Re: question on glustershd

Ravishankar N <ravishankar@xxxxxxxxxx> · Wed, 03 Dec 2014 12:43:29 +0530

On 12/03/2014 12:09 PM, Krutika Dhananjay wrote:
> 
> 
> --------------------------------------------------------------------------------------------------------------------------------------------------------------------------------------------------------
> 
>     *From: *"Krutika Dhananjay" <kdhananj@xxxxxxxxxx>
>     *To: *"Emmanuel Dreyfus" <manu@xxxxxxxxxx>
>     *Cc: *"Gluster Devel" <gluster-devel@xxxxxxxxxxx>
>     *Sent: *Wednesday, December 3, 2014 11:54:03 AM
>     *Subject: *Re:  question on glustershd
> 
> 
> 
>     --------------------------------------------------------------------------------------------------------------------------------------------------------------------------------------------------------
> 
>         *From: *"Emmanuel Dreyfus" <manu@xxxxxxxxxx>
>         *To: *"Ravishankar N" <ravishankar@xxxxxxxxxx>, "Gluster Devel" <gluster-devel@xxxxxxxxxxx>
>         *Sent: *Wednesday, December 3, 2014 10:14:22 AM
>         *Subject: *Re:  question on glustershd
> 
>         Ravishankar N <ravishankar@xxxxxxxxxx> wrote:
> 
>         > afr_shd_full_healer() is run only when we run 'gluster vol heal <volname>
>         > full`, doing a full brick traversal (readdirp) from the root and
>         > attempting heal for each entry.
> 
>         Then we agree that "gluster vol heal $volume full" may fail to heal some
>         files because of inode lock contention, right?
> 
>         If that is expected behavior, then the tests are wrong.
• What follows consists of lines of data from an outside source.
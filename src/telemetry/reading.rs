//! Decoded device readings held in the latest-value cache.

use serde::Serialize;

/// Per-cycle mean of every analog channel.
#[derive(Debug, Clone, PartialEq, Serialize)]
pub struct AnalogReading {
    /// Temperature channels, in acquisition order.
    pub rtd: Vec<f64>,
    /// Raw voltage channels.
    pub volt: Vec<f64>,
    /// Voltage channels converted to millimeters.
    pub distance_mm: Vec<f64>,
}

/// Progress of the radon monitor's measurement cycle.
#[derive(Debug, Clone, Copy, PartialEq, Eq, Serialize)]
pub enum RadonPhase {
    /// Waiting out the settling time after the first connect.
    Stabilizing,
    /// At least one measurement taken.
    Measuring,
}

/// Radon monitor state.
#[derive(Debug, Clone, PartialEq, Serialize)]
pub struct RadonReading {
    /// Last measured mean, NaN before the first measurement.
    pub mu: f64,
    /// Standard deviation of `mu`.
    pub sigma: f64,
    /// Idle or measuring.
    pub phase: RadonPhase,
    /// Seconds until the next measurement.
    pub countdown_s: u64,
}

/// Flux density in milligauss.
#[derive(Debug, Clone, Copy, PartialEq, Serialize)]
pub struct FluxReading {
    /// X component.
    pub bx: f64,
    /// Y component.
    pub by: f64,
    /// Z component.
    pub bz: f64,
    /// Euclidean norm of the three components.
    pub magnitude: f64,
}

impl FluxReading {
    /// Reading with the magnitude computed from the components.
    pub fn from_components(bx: f64, by: f64, bz: f64) -> Self {
        Self {
            bx,
            by,
            bz,
            magnitude: (bx * bx + by * by + bz * bz).sqrt(),
        }
    }
}

/// Windowed temperature, humidity and oxygen.
#[derive(Debug, Clone, Copy, PartialEq, Serialize)]
pub struct ThO2Reading {
    /// Degrees Celsius.
    pub temperature_c: f64,
    /// Relative humidity in percent.
    pub humidity_pct: f64,
    /// Oxygen in percent by volume.
    pub oxygen_pct: f64,
}

/// Decoded fire detector status word.
#[derive(Debug, Clone, Copy, PartialEq, Eq, Serialize)]
pub struct FireStatus {
    /// Raw register value.
    pub status_code: u16,
    /// An alarm stage bit is set.
    pub is_fire: bool,
    /// The fault bit is set.
    pub is_fault: bool,
}

impl FireStatus {
    /// Bit 0 is the fault flag, bits 2 and 3 are the two alarm stages.
    pub fn decode(status_code: u16) -> Self {
        Self {
            status_code,
            is_fire: status_code & 0x0C != 0,
            is_fault: status_code & 0x01 != 0,
        }
    }

    /// Operator text for the status.
    pub fn message(&self) -> &'static str {
        if self.is_fire {
            "FIRE ALARM"
        } else if self.is_fault {
            "FAULT"
        } else {
            "NORMAL"
        }
    }
}

/// VOC transmitter sample.
#[derive(Debug, Clone, Copy, PartialEq, Serialize)]
pub struct VocReading {
    /// Concentration after the configured scale factor.
    pub concentration_ppm: f64,
    /// Non-zero when the detector's own alarm is raised.
    pub alarm: u16,
}

/// Parsed `apcaccess` status.
#[derive(Debug, Clone, PartialEq, Serialize)]
pub struct UpsStatus {
    /// Raw `STATUS` field, e.g. `ONLINE` or `ONBATT`.
    pub status: String,
    /// Input line voltage.
    pub line_voltage: f64,
    /// Battery charge in percent.
    pub battery_charge_pct: f64,
    /// Runtime left on battery, NaN when the UPS did not report it.
    pub time_left_min: f64,
}

impl UpsStatus {
    /// `ONBATT` (apcupsd) or "on battery" in free text.
    pub fn is_on_battery(&self) -> bool {
        let compact: String = self
            .status
            .to_uppercase()
            .chars()
            .filter(|c| !c.is_whitespace())
            .collect();
        compact.contains("ONBATT")
    }

    /// Whether the status reports line power.
    pub fn is_online(&self) -> bool {
        self.status.to_uppercase().contains("ONLINE")
    }
}

/// One HV channel as reported by the crate.
#[derive(Debug, Clone, Copy, PartialEq, Serialize)]
pub struct HvChannelReading {
    /// Crate slot.
    pub slot: u16,
    /// Channel within the slot.
    pub channel: u16,
    /// Whether the channel is powered.
    pub power: bool,
    /// Monitored voltage.
    pub vmon: f64,
    /// Monitored current.
    pub imon: f64,
    /// Voltage setpoint.
    pub v0set: f64,
    /// Current limit.
    pub i0set: f64,
    /// Raw channel status bits.
    pub status: i64,
}

/// Every configured HV channel from one poll.
#[derive(Debug, Clone, Default, PartialEq, Serialize)]
pub struct HvSnapshot {
    /// Channels in configuration order.
    pub channels: Vec<HvChannelReading>,
}

impl HvSnapshot {
    /// Reading of `slot`/`channel`, if polled.
    pub fn channel(&self, slot: u16, channel: u16) -> Option<&HvChannelReading> {
        self.channels
            .iter()
            .find(|c| c.slot == slot && c.channel == channel)
    }
}

/// One PDU outlet.
#[derive(Debug, Clone, Copy, PartialEq, Serialize)]
pub struct PduPortReading {
    /// Outlet number, starting at 1.
    pub port: u16,
    /// Relay state.
    pub on: bool,
    /// Active power in watts.
    pub power_w: f64,
    /// Current in milliamps.
    pub current_ma: f64,
    /// Energy counter in watt-hours.
    pub energy_wh: f64,
}

/// PDU totals and per-outlet readings.
#[derive(Debug, Clone, PartialEq, Serialize)]
pub struct PduStatus {
    /// Line frequency.
    pub frequency_hz: f64,
    /// Line voltage.
    pub voltage_v: f64,
    /// Total power reported by the unit.
    pub total_power_w: f64,
    /// Configured outlets in port order.
    pub ports: Vec<PduPortReading>,
}

/// Latest decoded value of one device.
#[derive(Debug, Clone, PartialEq, Serialize)]
#[serde(tag = "family", content = "reading")]
pub enum DeviceReading {
    /// Analog chassis block.
    Analog(AnalogReading),
    /// Radon monitor.
    Radon(RadonReading),
    /// Magnetometer.
    Magnetometer(FluxReading),
    /// TH/O2 transmitter.
    ThO2(ThO2Reading),
    /// Fire panel.
    Fire(FireStatus),
    /// VOC transmitter.
    Voc(VocReading),
    /// UPS.
    Ups(UpsStatus),
    /// HV crate.
    Hv(HvSnapshot),
    /// PDU.
    Pdu(PduStatus),
}
//! Shared in-memory telemetry.
//!
//! One `std::sync::RwLock` guards every ring buffer and the latest-value
//! cache. Writers hold it for one row copy, readers for one array copy; no
//! I/O ever happens under the lock, so a plain blocking lock is fine from
//! async tasks and from blocking acquisition threads alike.

use std::collections::HashMap;
use std::sync::{PoisonError, RwLock, RwLockReadGuard, RwLockWriteGuard};

use chrono::{DateTime, Local};

use crate::config::MonitorConfig;
use crate::error::{AppResult, MonitorError};
use crate::hardware::DeviceKind;
use crate::telemetry::channels::{catalog, hv_slot_key, ChannelSpec};
use crate::telemetry::reading::DeviceReading;
use crate::telemetry::ring_buffer::{RingBuffer, Snapshot};

/// Seconds since the Unix epoch with millisecond resolution.
pub fn epoch_seconds(at: DateTime<Local>) -> f64 {
    at.timestamp_millis() as f64 / 1000.0
}

/// Latest decoded reading of one device.
#[derive(Debug, Clone, PartialEq)]
pub struct LatestEntry {
    /// Decoded value.
    pub reading: DeviceReading,
    /// Time the value was stored.
    pub updated_at: DateTime<Local>,
}

/// Chronological copy of one channel.
#[derive(Debug, Clone, PartialEq)]
pub struct SeriesSnapshot {
    /// Channel key.
    pub key: String,
    /// Value column names.
    pub columns: Vec<String>,
    /// Rows in chronological order.
    pub data: Snapshot,
}

impl SeriesSnapshot {
    /// Values of one named column.
    pub fn column(&self, name: &str) -> Option<&[f64]> {
        let index = self.columns.iter().position(|c| c == name)?;
        self.data.values.get(index).map(Vec::as_slice)
    }
}

struct ChannelBuffer {
    columns: Vec<String>,
    buffer: RingBuffer,
}

#[derive(Default)]
struct StoreInner {
    channels: HashMap<String, ChannelBuffer>,
    latest: HashMap<DeviceKind, LatestEntry>,
}

/// Ring buffers per channel plus the latest-value cache.
pub struct TelemetryStore {
    inner: RwLock<StoreInner>,
    retention_days: u32,
}

impl TelemetryStore {
    /// Allocate every buffer up front.
    pub fn new(specs: &[ChannelSpec], retention_days: u32) -> AppResult<Self> {
        let mut channels = HashMap::with_capacity(specs.len());
        for spec in specs {
            let buffer = RingBuffer::new(spec.capacity(retention_days), spec.columns.len())?;
            channels.insert(
                spec.key.clone(),
                ChannelBuffer {
                    columns: spec.columns.clone(),
                    buffer,
                },
            );
        }
        Ok(Self {
            inner: RwLock::new(StoreInner {
                channels,
                latest: HashMap::new(),
            }),
            retention_days,
        })
    }

    /// Store with every channel of the catalog.
    pub fn from_config(config: &MonitorConfig) -> AppResult<Self> {
        Self::new(&catalog(config), config.retention.days)
    }

    /// Days of history kept per channel.
    pub fn retention_days(&self) -> u32 {
        self.retention_days
    }

    fn read(&self) -> RwLockReadGuard<'_, StoreInner> {
        self.inner.read().unwrap_or_else(PoisonError::into_inner)
    }

    fn write(&self) -> RwLockWriteGuard<'_, StoreInner> {
        self.inner.write().unwrap_or_else(PoisonError::into_inner)
    }

    /// Append one row to a channel.
    pub fn update_channel(&self, key: &str, timestamp: f64, values: &[f64]) -> AppResult<()> {
        let mut inner = self.write();
        let channel = inner
            .channels
            .get_mut(key)
            .ok_or_else(|| MonitorError::UnknownChannel(key.to_string()))?;
        channel
            .buffer
            .push(timestamp, values)
            .map_err(|err| match err {
                MonitorError::ChannelWidth {
                    expected, actual, ..
                } => MonitorError::ChannelWidth {
                    key: key.to_string(),
                    expected,
                    actual,
                },
                other => other,
            })
    }

    /// Advance a channel without data so the stall shows as a break.
    pub fn mark_gap(&self, key: &str) -> AppResult<()> {
        let mut inner = self.write();
        let channel = inner
            .channels
            .get_mut(key)
            .ok_or_else(|| MonitorError::UnknownChannel(key.to_string()))?;
        channel.buffer.skip();
        Ok(())
    }

    /// Overwrite the cached reading of a device.
    pub fn update_latest(&self, device: DeviceKind, reading: DeviceReading) {
        self.write().latest.insert(
            device,
            LatestEntry {
                reading,
                updated_at: Local::now(),
            },
        );
    }

    /// Latest reading of `device`.
    pub fn latest(&self, device: DeviceKind) -> Option<DeviceReading> {
        self.read()
            .latest
            .get(&device)
            .map(|entry| entry.reading.clone())
    }

    /// Latest reading of `device` with its time.
    pub fn latest_entry(&self, device: DeviceKind) -> Option<LatestEntry> {
        self.read().latest.get(&device).cloned()
    }

    /// Chronological copy of channel `key`.
    pub fn snapshot(&self, key: &str) -> AppResult<SeriesSnapshot> {
        let inner = self.read();
        let channel = inner
            .channels
            .get(key)
            .ok_or_else(|| MonitorError::UnknownChannel(key.to_string()))?;
        Ok(SeriesSnapshot {
            key: key.to_string(),
            columns: channel.columns.clone(),
            data: channel.buffer.snapshot(),
        })
    }

    /// Configured channel keys, sorted.
    pub fn channel_keys(&self) -> Vec<String> {
        let mut keys: Vec<String> = self.read().channels.keys().cloned().collect();
        keys.sort();
        keys
    }

    /// Copy the cached HV readings into the per-board history buffers.
    ///
    /// `slots` lists `(slot, channel count)`. Channels missing from the cache
    /// are written as NaN. Returns the number of rows written.
    pub fn sample_cross_section(&self, slots: &[(u16, u16)], now: f64) -> usize {
        let mut inner = self.write();
        let snapshot = match inner.latest.get(&DeviceKind::CaenHv) {
            Some(LatestEntry {
                reading: DeviceReading::Hv(snapshot),
                ..
            }) => Some(snapshot.clone()),
            _ => None,
        };

        let mut written = 0;
        for &(slot, channels) in slots {
            let Some(channel) = inner.channels.get_mut(&hv_slot_key(slot)) else {
                continue;
            };
            let mut row = Vec::with_capacity(usize::from(channels) * 2);
            for ch in 0..channels {
                match snapshot.as_ref().and_then(|s| s.channel(slot, ch)) {
                    Some(reading) => {
                        row.push(reading.vmon);
                        row.push(reading.imon);
                    }
                    None => {
                        row.push(f64::NAN);
                        row.push(f64::NAN);
                    }
                }
            }
            if channel.buffer.push(now, &row).is_ok() {
                written += 1;
            }
        }
        written
    }
}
For instance in
>         tests/basic/afr/entry-self-heal.t we do "gluster vol heal $volume full"
>         and we check that no unhealed files are left behind.
> 
>         Did I miss something, or do we have to either fix afr_shd_full_healer()
>         or tests/basic/afr/entry-self-heal.t ?
> 
> 
>     Typical use of "heal full" is  in the event of a disk replacement where one of the bricks in the replica set is totally empty.
>     And in a volume where both (assuming 2 way replication to keep the discussion simple) children of AFR are on the same node, SHD would launch two healers.
>     Each healer does readdirp() only on the brick associated with it (see how @subvol is initialised in afr_shd_full_sweep()).
>     I guess in such scenarios, the healer associated with the brick that was empty would have no entries to read, and as a result, nothing to heal from it to the other brick.
>     In that case, there is no question of lock contention of the kind that you explained above?
> 
> Come to think of it, it does not really matter whether the two bricks are on the same node or not.
> In either case, there may not be a lock contention between healers associated with different bricks, irrespective of whether they are part of the same SHD or SHDs on different nodes.
> -Krutika
> 

Actually, there is a bug with full heal in afr-v2.
When full heal is triggered, glusterd sends the heal op to only one shd of the replica pair:the one whose node has the highest uuid.
And that shd triggers heal on the bricks only that are local to it. So in a 1x2 volume where the bricks are on different nodes, only
one shd gets the op and it triggers readdirp + heal on its local client (brick) only. (See BZ 1112158)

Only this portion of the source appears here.